> [TASK STATEMENT]:
Copy each line from the entries that the word "crypto" appears in.

> [GIVEN DATA]:

//! Dispatcher binary

use anyhow::Context;
use channel_pool::Channel;
use dispatcher::{Config, Dispatcher, DispatcherMetrics, EnvelopeBuilder};
use ledger_core::{HttpGateway, KeyPair, NetworkId};
use std::sync::Arc;
use tokio_util::sync::CancellationToken;
use tracing_subscriber::EnvFilter;
use tx_queue::{PgQueue, TransactionQueue};

#[tokio::main]
async fn main() -> anyhow::Result<()> {
    // Initialize tracing
    tracing_subscriber::fmt()
        .with_env_filter(
            EnvFilter::try_from_default_env().unwrap_or_else(|_| EnvFilter::new("info")),
        )
        .init();

    tracing::info!("Starting transaction dispatcher");

    // Load configuration
    let config = match std::env::var("DISPATCHER_CONFIG") {
        Ok(path) => Config::from_file(&path).with_context(|| format!("reading {}", path))?,
        Err(_) => Config::from_env()?,
    };
    config.validate()?;

    let queue = PgQueue::connect(config.database.url.expose(), config.database.max_connections)
        .await
        .context("connecting to the queue database")?;
    queue.ensure_schema().await?;

    let counts = queue.count_by_state().await?;
    tracing::info!(
        pending = counts.pending,
        sending = counts.sending,
        sent = counts.sent,
        error = counts.error,
        "Queue state"
    );

    let gateway = HttpGateway::new(config.gateway.url.clone(), config.gateway.timeout())?;
    let funding = KeyPair::from_seed_hex(config.signers.funding_seed.expose())
        .context("parsing funding seed")?;
    let channels = config
        .signers
        .channel_seeds
        .iter()
        .map(|seed| Channel::from_seed(seed.expose()))
        .collect::<Result<Vec<_>, _>>()
        .context("parsing channel seeds")?;

    let builder = EnvelopeBuilder::new(
        NetworkId::from_passphrase(&config.network.passphrase),
        funding,
        config.network.asset()?,
        config.network.base_fee,
    );
    let metrics = Arc::new(DispatcherMetrics::new()?);

    let dispatcher = Dispatcher::new(
        Arc::new(queue),
        Arc::new(gateway),
        builder,
        metrics.clone(),
        config.dispatch.poll_interval(),
    );

    let cancel = CancellationToken::new();
    let handle = dispatcher
        .start(channels, cancel)
        .await
        .context("loading channel accounts")?;

    tokio::signal::ctrl_c().await?;
    tracing::info!("Shutting down; draining claimed transactions");

    handle.shutdown().await?;
    tracing::debug!(metrics = %metrics.render()?, "Final metrics");
    Ok(())
}
//! Payment and fee-bump envelopes
//!
//! A [`PaymentTransaction`] moves an asset out of the funding account. It is wrapped in a
//! [`FeeBumpTransaction`] whose fee source is a channel account: the channel pays the fee and
//! consumes one of its sequence numbers, so it never needs to hold the transferred asset.
//!
//! Hashes are `SHA-256(network_id || envelope_type || canonical_bytes)`.

use crate::crypto::{hash_bytes, KeyPair, NetworkId};
use crate::types::{AccountId, Asset, DecoratedSignature, TxHash};
use crate::{Error, Result};
use base64::{engine::general_purpose::STANDARD as BASE64, Engine};
use rust_decimal::Decimal;
use serde::{Deserialize, Serialize};

/// Envelope type tag for a plain transaction
const ENVELOPE_TYPE_TX: u32 = 2;

/// Envelope type tag for a fee-bump transaction
const ENVELOPE_TYPE_FEE_BUMP: u32 = 5;

/// Inner transaction: a single payment from the funding account
#[derive(Debug, Clone, PartialEq, Eq, Serialize, Deserialize)]
pub struct PaymentTransaction {
    /// Funding account the asset leaves from
    pub source: AccountId,
    /// Receiving account
    pub destination: AccountId,
    /// Asset transferred
    pub asset: Asset,
    /// Amount transferred
    pub amount: Decimal,
    /// Fee bid of the inner transaction
    pub fee: u32,
}

impl PaymentTransaction {
    /// Canonical bytes used for hashing
    pub fn canonical_bytes(&self) -> Result<Vec<u8>> {
        Ok(bincode::serialize(self)?)
    }

    /// Network-bound hash of the inner transaction
    pub fn hash(&self, network: &NetworkId) -> Result<TxHash> {
        Ok(tagged_hash(network, ENVELOPE_TYPE_TX, &self.canonical_bytes()?))
    }

    /// Sign with the funding key
    pub fn sign(self, network: &NetworkId, funding: &KeyPair) -> Result<SignedPayment> {
        if funding.account_id() != self.source {
            return Err(Error::InvalidEnvelope(format!(
                "payment source {} is not the signing account {}",
                self.source,
                funding.account_id()
            )));
        }
        let hash = self.hash(network)?;
        let signature = funding.sign_decorated(hash.as_bytes());
        Ok(SignedPayment {
            tx: self,
            signatures: vec![signature],
        })
    }
}

/// Inner transaction with its signatures
#[derive(Debug, Clone, PartialEq, Eq, Serialize, Deserialize)]
pub struct SignedPayment {
    /// Payment body
    pub tx: PaymentTransaction,
    /// Signatures over the inner hash
    pub signatures: Vec<DecoratedSignature>,
}

/// Outer fee-bump transaction sourced by a channel account
#[derive(Debug, Clone, PartialEq, Eq, Serialize, Deserialize)]
pub struct FeeBumpTransaction {
    /// Channel account paying the fee
    pub fee_source: AccountId,
    /// Channel sequence number consumed by this envelope
    pub sequence: i64,
    /// Total fee bid
    pub fee: i64,
    /// Wrapped payment
    pub inner: SignedPayment,
}

impl FeeBumpTransaction {
    /// Wrap a signed payment
    ///
    /// The outer fee must at least cover the inner fee for both operations
    /// (the payment and the bump itself).
    pub fn new(
        fee_source: AccountId,
        sequence: i64,
        base_fee: u32,
        inner: SignedPayment,
    ) -> Result<Self> {
        if sequence <= 0 {
            return Err(Error::InvalidEnvelope(format!(
                "sequence {} must be positive",
                sequence
            )));
        }
        let fee = i64::from(base_fee) * 2;
        if fee < i64::from(inner.tx.fee) {
            return Err(Error::InvalidEnvelope(format!(
                "outer fee {} is lower than inner fee {}",
                fee, inner.tx.fee
            )));
        }
        Ok(Self {
            fee_source,
            sequence,
            fee,
            inner,
        })
    }

    /// Canonical bytes used for hashing
    pub fn canonical_bytes(&self) -> Result<Vec<u8>> {
        Ok(bincode::serialize(self)?)
    }

    /// Network-bound hash of the fee-bump transaction
    pub fn hash(&self, network: &NetworkId) -> Result<TxHash> {
        Ok(tagged_hash(network, ENVELOPE_TYPE_FEE_BUMP, &self.canonical_bytes()?))
    }

    /// Sign with the channel key
    pub fn sign(self, network: &NetworkId, channel: &KeyPair) -> Result<SignedEnvelope> {
        if channel.account_id() != self.fee_source {
            return Err(Error::InvalidEnvelope(format!(
                "fee source {} is not the signing account {}",
                self.fee_source,
                channel.account_id()
            )));
        }
        let hash = self.hash(network)?;
        let signature = channel.sign_decorated(hash.as_bytes());
        Ok(SignedEnvelope {
            tx: self,
            signatures: vec![signature],
            hash,
        })
    }
}

/// Fully signed fee-bump envelope, ready for submission
#[derive(Debug, Clone, PartialEq, Eq)]
pub struct SignedEnvelope {
    /// Fee-bump body
    pub tx: FeeBumpTransaction,
    /// Signatures over the outer hash
    pub signatures: Vec<DecoratedSignature>,
    /// Outer hash (the submission's identity on the ledger)
    hash: TxHash,
}

impl SignedEnvelope {
    /// Outer hash
    pub fn hash(&self) -> TxHash {
        self.hash
    }

    /// Channel sequence consumed by this envelope
    pub fn sequence(&self) -> i64 {
        self.tx.sequence
    }

    /// Base64 wire form submitted to the gateway
    pub fn to_base64(&self) -> Result<String> {
        let bytes = bincode::serialize(&(&self.tx, &self.signatures))?;
        Ok(BASE64.encode(bytes))
    }

    /// Decode the wire form, recomputing the hash for `network`
    pub fn from_base64(encoded: &str, network: &NetworkId) -> Result<Self> {
        let bytes = BASE64
            .decode(encoded)
            .map_err(|e| Error::InvalidEnvelope(format!("invalid base64: {}", e)))?;
        let (tx, signatures): (FeeBumpTransaction, Vec<DecoratedSignature>) =
            bincode::deserialize(&bytes)?;
        let hash = tx.hash(network)?;
        Ok(Self { tx, signatures, hash })
    }
}

fn tagged_hash(network: &NetworkId, envelope_type: u32, body: &[u8]) -> TxHash {
    let mut preimage = Vec::with_capacity(32 + 4 + body.len());
    preimage.extend_from_slice(network.as_bytes());
    preimage.extend_from_slice(&envelope_type.to_be_bytes());
    preimage.extend_from_slice(body);
    TxHash::from_bytes(hash_bytes(&preimage))
}
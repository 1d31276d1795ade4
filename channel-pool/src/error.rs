//! Error types for the channel pool

use ledger_core::AccountId;
use thiserror::Error;

/// Result type for pool operations
pub type Result<T> = std::result::Result<T, PoolError>;

/// Channel pool errors
#[derive(Error, Debug)]
pub enum PoolError {
    /// Seed parsing or gateway failure
    #[error("Ledger error: {0}")]
    Ledger(#[from] ledger_core::Error),

    /// Gateway reported a different account than the one requested
    #[error("Account mismatch: requested {expected}, gateway returned {reported}")]
    AccountMismatch {
        /// Account derived from the channel seed
        expected: AccountId,
        /// Account id in the gateway response
        reported: AccountId,
    },

    /// Sequence number cannot be incremented further
    #[error("Sequence number overflow on channel {0}")]
    SequenceOverflow(AccountId),

    /// No channels configured
    #[error("Channel pool is empty")]
    EmptyPool,

    /// Two seeds derive the same account
    #[error("Duplicate channel account: {0}")]
    DuplicateChannel(AccountId),
}
//! Core types shared across the submission pipeline
//!
//! All types are designed for:
//! - Deterministic serialization (bincode) so hashes are stable
//! - Exact arithmetic (Decimal for amounts)

use crate::{Error, Result};
use rust_decimal::Decimal;
use serde::{Deserialize, Serialize};
use std::fmt;
use std::str::FromStr;

/// Ledger account identifier
#[derive(Debug, Clone, PartialEq, Eq, Hash, PartialOrd, Ord, Serialize, Deserialize)]
pub struct AccountId(String);

impl AccountId {
    /// Create new account ID
    pub fn new(id: impl Into<String>) -> Self {
        Self(id.into())
    }

    /// Get as string
    pub fn as_str(&self) -> &str {
        &self.0
    }
}

impl fmt::Display for AccountId {
    fn fmt(&self, f: &mut fmt::Formatter<'_>) -> fmt::Result {
        write!(f, "{}", self.0)
    }
}

/// Asset moved by a payment
#[derive(Debug, Clone, PartialEq, Eq, Serialize, Deserialize)]
pub enum Asset {
    /// The ledger's native asset
    Native,
    /// Issued asset
    Credit {
        /// Asset code (1-12 alphanumeric characters)
        code: String,
        /// Issuing account
        issuer: AccountId,
    },
}

impl Asset {
    /// Issued asset with validation of the code
    pub fn credit(code: impl Into<String>, issuer: AccountId) -> Result<Self> {
        let code = code.into();
        if code.is_empty() || code.len() > 12 || !code.chars().all(|c| c.is_ascii_alphanumeric()) {
            return Err(Error::InvalidEnvelope(format!("invalid asset code '{}'", code)));
        }
        Ok(Asset::Credit { code, issuer })
    }
}

impl fmt::Display for Asset {
    fn fmt(&self, f: &mut fmt::Formatter<'_>) -> fmt::Result {
        match self {
            Asset::Native => write!(f, "native"),
            Asset::Credit { code, issuer } => write!(f, "{}:{}", code, issuer),
        }
    }
}

/// Maximum number of fractional digits the ledger accepts for amounts
pub const AMOUNT_SCALE: u32 = 7;

/// Parse a payment amount
///
/// Amounts must be strictly positive and carry at most seven fractional digits.
pub fn parse_amount(raw: &str) -> Result<Decimal> {
    let amount = Decimal::from_str(raw.trim())
        .map_err(|e| Error::InvalidAmount(format!("'{}': {}", raw, e)))?;

    if amount <= Decimal::ZERO {
        return Err(Error::InvalidAmount(format!("'{}' must be positive", raw)));
    }

    if amount.normalize().scale() > AMOUNT_SCALE {
        return Err(Error::InvalidAmount(format!(
            "'{}' has more than {} decimal places",
            raw, AMOUNT_SCALE
        )));
    }

    Ok(amount.normalize())
}

/// Signature tagged with the last four bytes of the signer's public key
#[derive(Debug, Clone, PartialEq, Eq, Serialize, Deserialize)]
pub struct DecoratedSignature {
    /// Signer hint
    pub hint: [u8; 4],
    /// Ed25519 signature bytes
    pub signature: Vec<u8>,
}

/// 32-byte transaction hash
#[derive(Debug, Clone, Copy, PartialEq, Eq, Hash, Serialize, Deserialize)]
pub struct TxHash([u8; 32]);

impl TxHash {
    /// Wrap raw hash bytes
    pub fn from_bytes(bytes: [u8; 32]) -> Self {
        Self(bytes)
    }

    /// Raw bytes
    pub fn as_bytes(&self) -> &[u8; 32] {
        &self.0
    }

    /// Lowercase hex form, as stored in the queue
    pub fn to_hex(&self) -> String {
        hex::encode(self.0)
    }
}

impl fmt::Display for TxHash {
    fn fmt(&self, f: &mut fmt::Formatter<'_>) -> fmt::Result {
        write!(f, "{}", self.to_hex())
    }
}

impl FromStr for TxHash {
    type Err = Error;

    fn from_str(s: &str) -> Result<Self> {
        let bytes = hex::decode(s)
            .map_err(|e| Error::InvalidEnvelope(format!("invalid hash '{}': {}", s, e)))?;
        let bytes: [u8; 32] = bytes
            .try_into()
            .map_err(|_| Error::InvalidEnvelope(format!("hash '{}' is not 32 bytes", s)))?;
        Ok(Self(bytes))
    }
}
//! Channel pool
//!
//! A fixed set of signing identities ("channels"). Each channel is an independent
//! sequence-number lane: the ledger only accepts transactions from an account in strict
//! sequence order, so parallel submission needs one account per lane.
//!
//! A [`Channel`] has no sequence until it is loaded from the ledger. Loading consumes it and
//! yields a [`LoadedChannel`], the only type that can hand out sequence numbers:
//!
//! ```text
//! Channel::from_seed ──load_state(gateway)──▶ LoadedChannel ──next_sequence_number()──▶ N+1, N+2, ...
//! ```

#![forbid(unsafe_code)]
#![warn(
    missing_docs,
    rust_2018_idioms,
    missing_debug_implementations,
    clippy::all
)]

pub mod channel;
pub mod error;
pub mod pool;

// Re-exports
pub use channel::{Channel, LoadedChannel};
pub use error::{PoolError, Result};
pub use pool::ChannelPool;
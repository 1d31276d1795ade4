//! Ledger primitives shared by the submission pipeline
//!
//! Signing identities, account ids, the payment / fee-bump envelope model and the
//! gateway contract used to read account state and submit signed envelopes.
//!
//! # Envelope shape
//!
//! ```text
//! ┌───────────────────────────────────────────────┐
//! │ FeeBumpTransaction  (fee source = channel)     │
//! │   sequence, fee                                │
//! │  ┌─────────────────────────────────────────┐   │
//! │  │ PaymentTransaction (source = funding)   │   │
//! │  │   destination, asset, amount            │   │
//! │  └─────────────────────────────────────────┘   │
//! │   inner signatures: funding                    │
//! └───────────────────────────────────────────────┘
//!   outer signatures: channel
//! ```
//!
//! The hash recorded for a submission is always the outer (fee-bump) hash.

#![forbid(unsafe_code)]
#![warn(
    missing_docs,
    rust_2018_idioms,
    missing_debug_implementations,
    clippy::all
)]

pub mod crypto;
pub mod envelope;
pub mod error;
pub mod gateway;
pub mod mock;
pub mod types;

// Re-exports
pub use crypto::{KeyPair, NetworkId};
pub use envelope::{FeeBumpTransaction, PaymentTransaction, SignedEnvelope, SignedPayment};
pub use error::{Error, Result};
pub use gateway::{AccountDetail, HttpGateway, LedgerGateway, SubmitOptions, SubmitResult};
pub use mock::MockGateway;
pub use types::{AccountId, Asset, DecoratedSignature, TxHash};
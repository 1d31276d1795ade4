//! Queue API shared by the Postgres and in-memory backends

use crate::types::{NewTransaction, StateCounts, TransactionRecord};
use crate::Result;
use async_trait::async_trait;
use chrono::{DateTime, Utc};
use std::fmt::Debug;

/// Durable transaction queue.
#[async_trait]
pub trait TransactionQueue: Debug + Send + Sync {
    /// Inserts a pending row and returns its id.
    async fn enqueue(&self, tx: NewTransaction) -> Result<i64>;

    /// Atomically claims up to `limit` pending rows, moving them to `sending`.
    ///
    /// The returned rows are owned by the caller; no concurrent caller can receive them.
    /// On error nothing is changed.
    async fn claim_pending(&self, limit: usize) -> Result<Vec<TransactionRecord>>;

    /// Records the envelope hash of a `sending` row. Must precede submission.
    async fn record_hash(&self, id: i64, hash: &str) -> Result<()>;

    /// Moves a hashed `sending` row to `sent`.
    async fn finalize_success(&self, id: i64) -> Result<()>;

    /// Moves a hashed `sending` row to `error`.
    async fn finalize_error(&self, id: i64) -> Result<()>;

    /// Reads a row.
    async fn get(&self, id: i64) -> Result<TransactionRecord>;

    /// Counts rows per state.
    async fn count_by_state(&self) -> Result<StateCounts>;

    /// Rows claimed before `cutoff` that are still `sending`.
    async fn list_sending_before(&self, cutoff: DateTime<Utc>) -> Result<Vec<TransactionRecord>>;
}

> [REPLY]:
use crate::crypto::{hash_bytes, KeyPair, NetworkId};
pub mod crypto;
pub use crypto::{KeyPair, NetworkId};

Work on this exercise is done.